┌─ Available data

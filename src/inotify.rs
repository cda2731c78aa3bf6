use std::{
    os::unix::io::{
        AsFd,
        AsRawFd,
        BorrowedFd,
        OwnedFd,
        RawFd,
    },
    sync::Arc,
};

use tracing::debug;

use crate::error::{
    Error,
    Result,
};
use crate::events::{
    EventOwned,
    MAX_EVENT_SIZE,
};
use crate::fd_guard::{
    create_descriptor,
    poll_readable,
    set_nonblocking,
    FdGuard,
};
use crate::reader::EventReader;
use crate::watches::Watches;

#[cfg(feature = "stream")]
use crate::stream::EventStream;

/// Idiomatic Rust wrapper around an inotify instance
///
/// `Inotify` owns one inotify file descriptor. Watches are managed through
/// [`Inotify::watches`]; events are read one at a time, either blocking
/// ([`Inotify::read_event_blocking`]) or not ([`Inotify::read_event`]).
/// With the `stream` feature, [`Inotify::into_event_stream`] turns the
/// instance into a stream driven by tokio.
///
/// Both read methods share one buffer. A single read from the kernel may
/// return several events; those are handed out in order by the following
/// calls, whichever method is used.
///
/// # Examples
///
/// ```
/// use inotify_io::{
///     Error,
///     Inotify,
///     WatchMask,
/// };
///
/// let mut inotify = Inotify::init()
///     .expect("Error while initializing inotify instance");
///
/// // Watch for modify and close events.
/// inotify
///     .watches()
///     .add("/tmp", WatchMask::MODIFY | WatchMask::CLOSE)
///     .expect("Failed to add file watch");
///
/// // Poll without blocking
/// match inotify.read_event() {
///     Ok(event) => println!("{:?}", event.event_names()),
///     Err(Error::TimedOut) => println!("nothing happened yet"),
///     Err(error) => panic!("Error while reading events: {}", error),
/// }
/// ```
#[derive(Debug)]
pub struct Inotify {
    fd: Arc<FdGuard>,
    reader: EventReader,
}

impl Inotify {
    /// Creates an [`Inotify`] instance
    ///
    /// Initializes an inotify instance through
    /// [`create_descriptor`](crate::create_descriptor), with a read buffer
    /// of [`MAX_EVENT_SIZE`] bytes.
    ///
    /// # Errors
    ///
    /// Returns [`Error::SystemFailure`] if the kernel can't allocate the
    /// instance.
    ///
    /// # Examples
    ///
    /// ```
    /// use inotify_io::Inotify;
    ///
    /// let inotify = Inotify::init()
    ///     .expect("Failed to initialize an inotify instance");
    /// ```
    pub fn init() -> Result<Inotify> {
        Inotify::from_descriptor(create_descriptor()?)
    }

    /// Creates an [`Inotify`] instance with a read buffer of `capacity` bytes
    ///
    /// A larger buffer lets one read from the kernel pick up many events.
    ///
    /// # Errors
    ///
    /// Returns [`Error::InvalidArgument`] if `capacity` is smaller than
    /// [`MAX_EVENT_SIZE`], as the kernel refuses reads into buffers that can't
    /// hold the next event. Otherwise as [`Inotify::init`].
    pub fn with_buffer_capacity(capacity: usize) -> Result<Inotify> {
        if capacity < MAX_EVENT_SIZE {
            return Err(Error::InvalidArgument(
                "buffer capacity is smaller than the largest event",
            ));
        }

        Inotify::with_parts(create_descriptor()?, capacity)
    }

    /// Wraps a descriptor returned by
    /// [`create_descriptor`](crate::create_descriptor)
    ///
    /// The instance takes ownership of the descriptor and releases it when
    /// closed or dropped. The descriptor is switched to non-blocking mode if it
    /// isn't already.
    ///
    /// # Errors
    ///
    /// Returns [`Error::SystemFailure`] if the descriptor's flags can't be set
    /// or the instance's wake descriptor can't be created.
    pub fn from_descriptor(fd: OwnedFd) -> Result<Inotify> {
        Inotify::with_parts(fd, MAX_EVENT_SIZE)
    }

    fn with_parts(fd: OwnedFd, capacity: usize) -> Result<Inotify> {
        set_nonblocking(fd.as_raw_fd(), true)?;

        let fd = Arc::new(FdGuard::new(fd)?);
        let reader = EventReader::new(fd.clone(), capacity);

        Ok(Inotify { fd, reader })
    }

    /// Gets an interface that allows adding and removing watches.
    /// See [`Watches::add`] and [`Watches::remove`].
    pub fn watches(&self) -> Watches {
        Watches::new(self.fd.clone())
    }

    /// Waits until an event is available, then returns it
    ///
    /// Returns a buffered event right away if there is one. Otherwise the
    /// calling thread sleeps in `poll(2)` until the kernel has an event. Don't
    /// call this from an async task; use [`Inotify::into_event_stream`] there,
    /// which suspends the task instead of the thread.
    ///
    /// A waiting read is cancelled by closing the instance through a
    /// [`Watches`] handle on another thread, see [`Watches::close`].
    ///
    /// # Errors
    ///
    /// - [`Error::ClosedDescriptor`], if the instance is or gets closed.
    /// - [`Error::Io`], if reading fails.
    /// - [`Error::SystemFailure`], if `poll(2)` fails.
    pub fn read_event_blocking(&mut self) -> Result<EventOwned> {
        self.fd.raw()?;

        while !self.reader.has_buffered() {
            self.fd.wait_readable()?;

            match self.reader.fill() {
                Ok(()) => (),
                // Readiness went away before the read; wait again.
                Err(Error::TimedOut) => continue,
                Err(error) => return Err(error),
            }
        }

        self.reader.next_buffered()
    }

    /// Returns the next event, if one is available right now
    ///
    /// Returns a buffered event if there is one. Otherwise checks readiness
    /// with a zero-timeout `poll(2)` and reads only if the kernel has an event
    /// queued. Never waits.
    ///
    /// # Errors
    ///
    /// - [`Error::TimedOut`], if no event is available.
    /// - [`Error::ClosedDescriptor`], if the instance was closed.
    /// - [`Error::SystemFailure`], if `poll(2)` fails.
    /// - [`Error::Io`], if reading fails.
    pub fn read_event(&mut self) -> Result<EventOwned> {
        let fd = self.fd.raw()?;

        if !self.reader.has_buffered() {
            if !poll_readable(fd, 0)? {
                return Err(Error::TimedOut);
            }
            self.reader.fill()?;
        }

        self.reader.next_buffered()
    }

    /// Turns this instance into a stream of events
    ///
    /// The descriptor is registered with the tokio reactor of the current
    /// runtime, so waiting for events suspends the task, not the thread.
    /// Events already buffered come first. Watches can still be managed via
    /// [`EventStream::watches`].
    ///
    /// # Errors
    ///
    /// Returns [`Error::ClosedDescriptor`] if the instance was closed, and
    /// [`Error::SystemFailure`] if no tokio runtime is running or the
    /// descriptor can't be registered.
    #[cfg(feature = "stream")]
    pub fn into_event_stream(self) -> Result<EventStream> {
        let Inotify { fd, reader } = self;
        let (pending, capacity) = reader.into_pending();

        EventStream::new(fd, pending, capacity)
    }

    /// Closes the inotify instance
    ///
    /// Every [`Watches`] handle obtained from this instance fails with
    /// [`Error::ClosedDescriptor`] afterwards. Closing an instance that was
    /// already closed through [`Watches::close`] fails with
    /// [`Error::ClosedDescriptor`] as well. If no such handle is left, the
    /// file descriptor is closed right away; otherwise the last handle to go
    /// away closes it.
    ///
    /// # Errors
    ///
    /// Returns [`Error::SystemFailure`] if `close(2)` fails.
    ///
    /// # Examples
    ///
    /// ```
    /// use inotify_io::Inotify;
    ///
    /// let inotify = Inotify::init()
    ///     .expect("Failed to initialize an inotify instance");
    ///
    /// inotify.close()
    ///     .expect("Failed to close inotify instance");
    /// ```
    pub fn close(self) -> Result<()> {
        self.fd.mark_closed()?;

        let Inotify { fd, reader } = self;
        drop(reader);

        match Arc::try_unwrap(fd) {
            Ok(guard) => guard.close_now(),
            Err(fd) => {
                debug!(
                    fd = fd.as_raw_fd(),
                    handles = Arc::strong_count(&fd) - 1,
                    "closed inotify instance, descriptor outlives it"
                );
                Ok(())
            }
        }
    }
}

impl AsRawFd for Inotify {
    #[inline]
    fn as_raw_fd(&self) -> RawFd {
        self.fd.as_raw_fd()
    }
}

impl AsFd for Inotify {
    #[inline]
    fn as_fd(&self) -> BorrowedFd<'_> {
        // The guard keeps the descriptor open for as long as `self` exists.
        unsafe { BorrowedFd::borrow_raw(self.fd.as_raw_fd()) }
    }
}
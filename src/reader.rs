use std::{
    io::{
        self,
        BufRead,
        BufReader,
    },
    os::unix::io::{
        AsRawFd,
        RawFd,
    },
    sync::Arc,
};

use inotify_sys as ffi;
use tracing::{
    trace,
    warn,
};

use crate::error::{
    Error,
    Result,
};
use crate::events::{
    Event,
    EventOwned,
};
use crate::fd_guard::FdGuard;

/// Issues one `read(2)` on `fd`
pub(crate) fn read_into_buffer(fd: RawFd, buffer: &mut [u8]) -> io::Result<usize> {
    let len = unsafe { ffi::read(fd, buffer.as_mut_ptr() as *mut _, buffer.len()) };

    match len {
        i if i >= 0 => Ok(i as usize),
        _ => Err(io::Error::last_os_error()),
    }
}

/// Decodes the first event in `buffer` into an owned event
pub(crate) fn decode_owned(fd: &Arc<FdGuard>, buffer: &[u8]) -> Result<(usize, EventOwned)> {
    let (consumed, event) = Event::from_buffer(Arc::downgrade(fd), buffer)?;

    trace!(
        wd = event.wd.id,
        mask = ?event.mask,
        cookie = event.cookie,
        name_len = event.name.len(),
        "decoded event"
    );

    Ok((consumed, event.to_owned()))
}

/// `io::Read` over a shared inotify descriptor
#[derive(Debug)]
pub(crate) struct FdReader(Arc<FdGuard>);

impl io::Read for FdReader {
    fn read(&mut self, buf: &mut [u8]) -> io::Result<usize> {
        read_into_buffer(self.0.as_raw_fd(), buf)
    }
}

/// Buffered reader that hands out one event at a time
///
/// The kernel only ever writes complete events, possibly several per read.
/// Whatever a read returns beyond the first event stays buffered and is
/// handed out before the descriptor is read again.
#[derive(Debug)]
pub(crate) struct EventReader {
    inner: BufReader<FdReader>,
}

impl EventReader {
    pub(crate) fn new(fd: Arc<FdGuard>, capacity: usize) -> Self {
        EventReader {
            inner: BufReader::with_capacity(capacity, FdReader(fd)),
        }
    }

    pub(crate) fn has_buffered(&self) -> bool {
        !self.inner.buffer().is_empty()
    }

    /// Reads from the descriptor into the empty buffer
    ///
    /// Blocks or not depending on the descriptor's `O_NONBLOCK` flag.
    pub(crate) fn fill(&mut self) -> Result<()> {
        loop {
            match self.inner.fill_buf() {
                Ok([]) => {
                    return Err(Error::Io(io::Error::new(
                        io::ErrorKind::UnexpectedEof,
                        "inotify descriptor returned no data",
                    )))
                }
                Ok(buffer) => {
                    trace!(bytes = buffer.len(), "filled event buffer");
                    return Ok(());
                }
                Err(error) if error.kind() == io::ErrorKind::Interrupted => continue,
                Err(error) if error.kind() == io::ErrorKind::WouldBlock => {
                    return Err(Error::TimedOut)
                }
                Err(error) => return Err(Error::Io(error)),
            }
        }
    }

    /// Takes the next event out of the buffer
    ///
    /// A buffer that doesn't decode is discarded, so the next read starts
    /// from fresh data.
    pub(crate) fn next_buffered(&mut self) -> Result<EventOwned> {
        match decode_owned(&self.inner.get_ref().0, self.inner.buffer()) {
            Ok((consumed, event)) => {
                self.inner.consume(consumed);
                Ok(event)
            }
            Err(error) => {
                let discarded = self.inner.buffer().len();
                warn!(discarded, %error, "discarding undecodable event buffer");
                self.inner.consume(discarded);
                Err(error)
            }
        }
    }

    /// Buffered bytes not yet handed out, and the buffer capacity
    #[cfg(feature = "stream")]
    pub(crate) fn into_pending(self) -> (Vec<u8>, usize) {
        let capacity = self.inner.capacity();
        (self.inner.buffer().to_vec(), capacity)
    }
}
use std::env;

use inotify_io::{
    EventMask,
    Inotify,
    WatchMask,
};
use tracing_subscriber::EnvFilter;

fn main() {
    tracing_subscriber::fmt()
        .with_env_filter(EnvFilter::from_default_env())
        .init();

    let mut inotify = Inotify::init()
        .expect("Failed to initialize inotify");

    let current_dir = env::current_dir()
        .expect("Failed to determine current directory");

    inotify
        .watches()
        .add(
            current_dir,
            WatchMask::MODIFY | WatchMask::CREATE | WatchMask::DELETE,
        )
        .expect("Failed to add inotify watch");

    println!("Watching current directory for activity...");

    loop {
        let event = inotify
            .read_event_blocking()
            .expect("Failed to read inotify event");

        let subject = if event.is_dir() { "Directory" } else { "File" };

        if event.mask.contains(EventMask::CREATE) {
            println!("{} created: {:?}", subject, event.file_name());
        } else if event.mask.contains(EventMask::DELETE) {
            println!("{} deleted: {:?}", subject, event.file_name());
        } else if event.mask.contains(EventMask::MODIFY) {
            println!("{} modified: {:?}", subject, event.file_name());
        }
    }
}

└─

*Exercise:*
The expected answer is every line above in which the word "created" appears.

*Exercise answer:*
    /// or the instance's wake descriptor can't be created.
            println!("{} created: {:?}", subject, event.file_name());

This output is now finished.